C’est arrivé à Sydney. Soudainement. Sans avertissement.
Sam Neill est décédé. Il avait 78 ans.
Sa famille a annoncé la nouvelle sur Instagram le lundi 13 juillet dernier. Il est difficile de comprendre la soudaineté de tout cela, l’arrêt brutal d’une carrière qui a duré des décennies et a défini tout un genre pour beaucoup d’entre nous.
“C’est avec une immense tristesse que les Whanau partagent la nouvelle du décès de Sam Neill.”
C’était la première ligne de la déclaration de la famille. Ils voulaient que ce soit clair. Il ne menait pas une bataille finale. Il est décédé avec la dignité qu’il avait portée tout au long de sa vie, sans cancer. Une immense gratitude a été exprimée envers le personnel de l’hôpital privé Saint-Vincent. Cette partie était une procédure standard pour un homme de sa stature. La demande de confidentialité a suivi. Un bouclier contre le flot inévitable de chagrin public.
Mais le deuil se résume rarement au moment immédiat de la perte. Il entraîne l’histoire à coups de pied et de cris dans le présent.
Alors que le monde est en deuil, d’anciennes interviews commencent à circuler. En fouillant dans les archives, on découvre une autre facette de Neill, celle qu’il a abordée en 2014. Une conversation avec le Sunday Times.

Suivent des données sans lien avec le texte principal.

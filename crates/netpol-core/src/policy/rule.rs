//! The `Rule` aggregate and derivation orchestration.

use serde::{Deserialize, Serialize};
use thiserror::Error;

use crate::error::{NetpolError, Result};
use crate::labels::LabelArray;
use crate::selector::EndpointSelector;

use super::derive::{Derivative, GroupResolver};
use super::egress::EgressRule;
use super::ingress::IngressRule;

/// A policy rule applied to every endpoint matched by `endpoint_selector`.
///
/// Either section may be omitted; a rule with neither is legal but has no
/// effect. Labels tag the rule for lookup and removal and need not be unique.
/// The description is free text and never identifies a rule.
///
/// Rules are plain values. The `with_*` methods consume the rule and return
/// the updated value, each replacing the previous content of its field.
#[derive(Debug, Clone, Default, PartialEq, Eq, Serialize, Deserialize)]
#[serde(rename_all = "camelCase", deny_unknown_fields)]
pub struct Rule {
    pub endpoint_selector: EndpointSelector,
    #[serde(default, skip_serializing_if = "Vec::is_empty")]
    pub ingress: Vec<IngressRule>,
    #[serde(default, skip_serializing_if = "Vec::is_empty")]
    pub egress: Vec<EgressRule>,
    #[serde(default, skip_serializing_if = "LabelArray::is_empty")]
    pub labels: LabelArray,
    #[serde(default, skip_serializing_if = "String::is_empty")]
    pub description: String,
}

/// Derivation stopped at the first failing egress entry.
///
/// `partial` holds the entries derived before the failure and must not be
/// published.
#[derive(Debug, Error)]
#[error("rule derivation stopped after {} egress entries: {source}", .partial.egress.len())]
pub struct DerivativeError {
    pub partial: Rule,
    pub source: NetpolError,
}

impl DerivativeError {
    pub fn into_parts(self) -> (Rule, NetpolError) {
        (self.partial, self.source)
    }
}

impl Rule {
    /// Empty rule with no selector and no policy.
    pub fn new() -> Self {
        Self::default()
    }

    pub fn with_endpoint_selector(mut self, es: EndpointSelector) -> Self {
        self.endpoint_selector = es;
        self
    }

    pub fn with_ingress_rules(mut self, rules: Vec<IngressRule>) -> Self {
        self.ingress = rules;
        self
    }

    pub fn with_egress_rules(mut self, rules: Vec<EgressRule>) -> Self {
        self.egress = rules;
        self
    }

    pub fn with_labels(mut self, labels: LabelArray) -> Self {
        self.labels = labels;
        self
    }

    pub fn with_description(mut self, desc: impl Into<String>) -> Self {
        self.description = desc.into();
        self
    }

    /// No ingress and no egress: nothing is enforced.
    pub fn is_inert(&self) -> bool {
        self.ingress.is_empty() && self.egress.is_empty()
    }

    /// Lookup helper: does this rule carry all of `labels`.
    pub fn has_labels(&self, labels: &LabelArray) -> bool {
        self.labels.contains(labels)
    }

    /// Structural checks before the rule is handed to storage.
    pub fn sanitize(&self) -> Result<()> {
        if self.endpoint_selector.is_empty() {
            return Err(NetpolError::BadRequest(
                "endpointSelector must not be empty".into(),
            ));
        }
        for i in &self.ingress {
            i.sanitize()?;
        }
        for e in &self.egress {
            e.sanitize()?;
        }
        Ok(())
    }

    /// True if any egress entry needs a derivative. Ingress is not consulted.
    pub fn requires_derivative(&self) -> bool {
        self.egress.iter().any(|e| e.requires_derivative())
    }

    /// Build the concrete form of this rule.
    ///
    /// Selector, ingress, labels and description are copied; each egress entry
    /// is replaced by its own derivative, in order. On the first failure the
    /// entries derived so far are returned inside the error alongside the
    /// variant's error, untouched. Later entries are not attempted.
    pub fn create_derivative(
        &self,
        resolver: &(dyn GroupResolver + 'static),
    ) -> std::result::Result<Rule, DerivativeError> {
        let mut derived = Rule {
            endpoint_selector: self.endpoint_selector.clone(),
            ingress: self.ingress.clone(),
            egress: Vec::with_capacity(self.egress.len()),
            labels: self.labels.clone(),
            description: self.description.clone(),
        };

        for egress in &self.egress {
            match egress.create_derivative(resolver) {
                Ok(e) => derived.egress.push(e),
                Err(source) => {
                    return Err(DerivativeError {
                        partial: derived,
                        source,
                    })
                }
            }
        }
        Ok(derived)
    }
}
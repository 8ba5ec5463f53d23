//! Logging setup and lightweight in-process metrics.
//!
//! Metrics are atomics behind `DashMap` label sets, rendered as Prometheus
//! text by `AgentMetrics::render`.

pub mod metrics;

pub use metrics::AgentMetrics;

use tracing_subscriber::{fmt, EnvFilter};

/// Install the fmt subscriber filtered by `RUST_LOG`. Later calls are no-ops.
pub fn init_tracing() {
    let _ = fmt().with_env_filter(EnvFilter::from_default_env()).try_init();
}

Il a qualifié sa famille de « légèrement inhabituelle ». Plus étendu que la plupart, a-t-il déclaré. Il y a du poids dans ces mots si vous savez ce que vous recherchez.
Il a eu un fils, André. Né vers 1970. Peut-être en 1971.
Neils avait une vingtaine d’années lorsqu’Andrew est arrivé. Il a donné le bébé en adoption. Un choix fait alors qu’il n’était lui-même qu’un petit garçon.
“Je ne l’ai pas vu pendant 27 ans. Puis nous sommes partis nous chercher.”*
Attendez. Vingt-cinq ou vingt-sept ? Les citations varient selon la personne qui les a transcrites, mais la chronologie tient. Un quart de siècle écoulé. Une génération manquée.
On s’attendrait à des larmes. Les retrouvailles nous sont vendues comme ces spectacles cinématographiques et pleurants. Hollywood aime l’étreinte.
Neill n’était pas d’accord.
Il a dit que c’était ennuyeux, de la meilleure façon possible. Grandi. Pas de sanglots dans les bras. Juste deux personnes qui se retrouvent là où elles s’étaient arrêtées. Ou plutôt, se rencontrer pour la première fois.
“Il n’y a rien de sentimental là-dedans. C’est beaucoup plus adulte”, a-t-il insisté.
C’est une perspective que peu de gens veulent entendre. Nous préférons le drame. L’arc de la rédemption s’écrit en larmes. Neill l’a mis à nu.
Cependant, Andrew n’est qu’une partie de l’histoire.
Neils a laissé Tim derrière lui. Son fils avec l’actrice Lorraine Leventon. Il y a aussi Elena et Maiko. Ses filles avec la maquilleuse Noriko Watanabe. Son épouse de 1989 jusqu’à son décès en 2017, une relation qui a ancré ses dernières années.
Il était finalement entouré de sa famille. Le whanau était là. Mais le fantôme du fils abandonné reste un élément permanent du récit. Un rappel que la parentalité est complexe. Ces choix faits à vingt-deux ans se répercutent sur des décennies.
Nous essayons de classer ces histoires dans des cases soignées. Héros. Tragédie. Réunion.
La vraie vie coopère rarement. Cela reste ouvert. Calme.
*Correction : dans le texte original de 2014 cité dans le reportage, Neill a déclaré qu’il n’avait pas vu Andrew pendant 25 ans.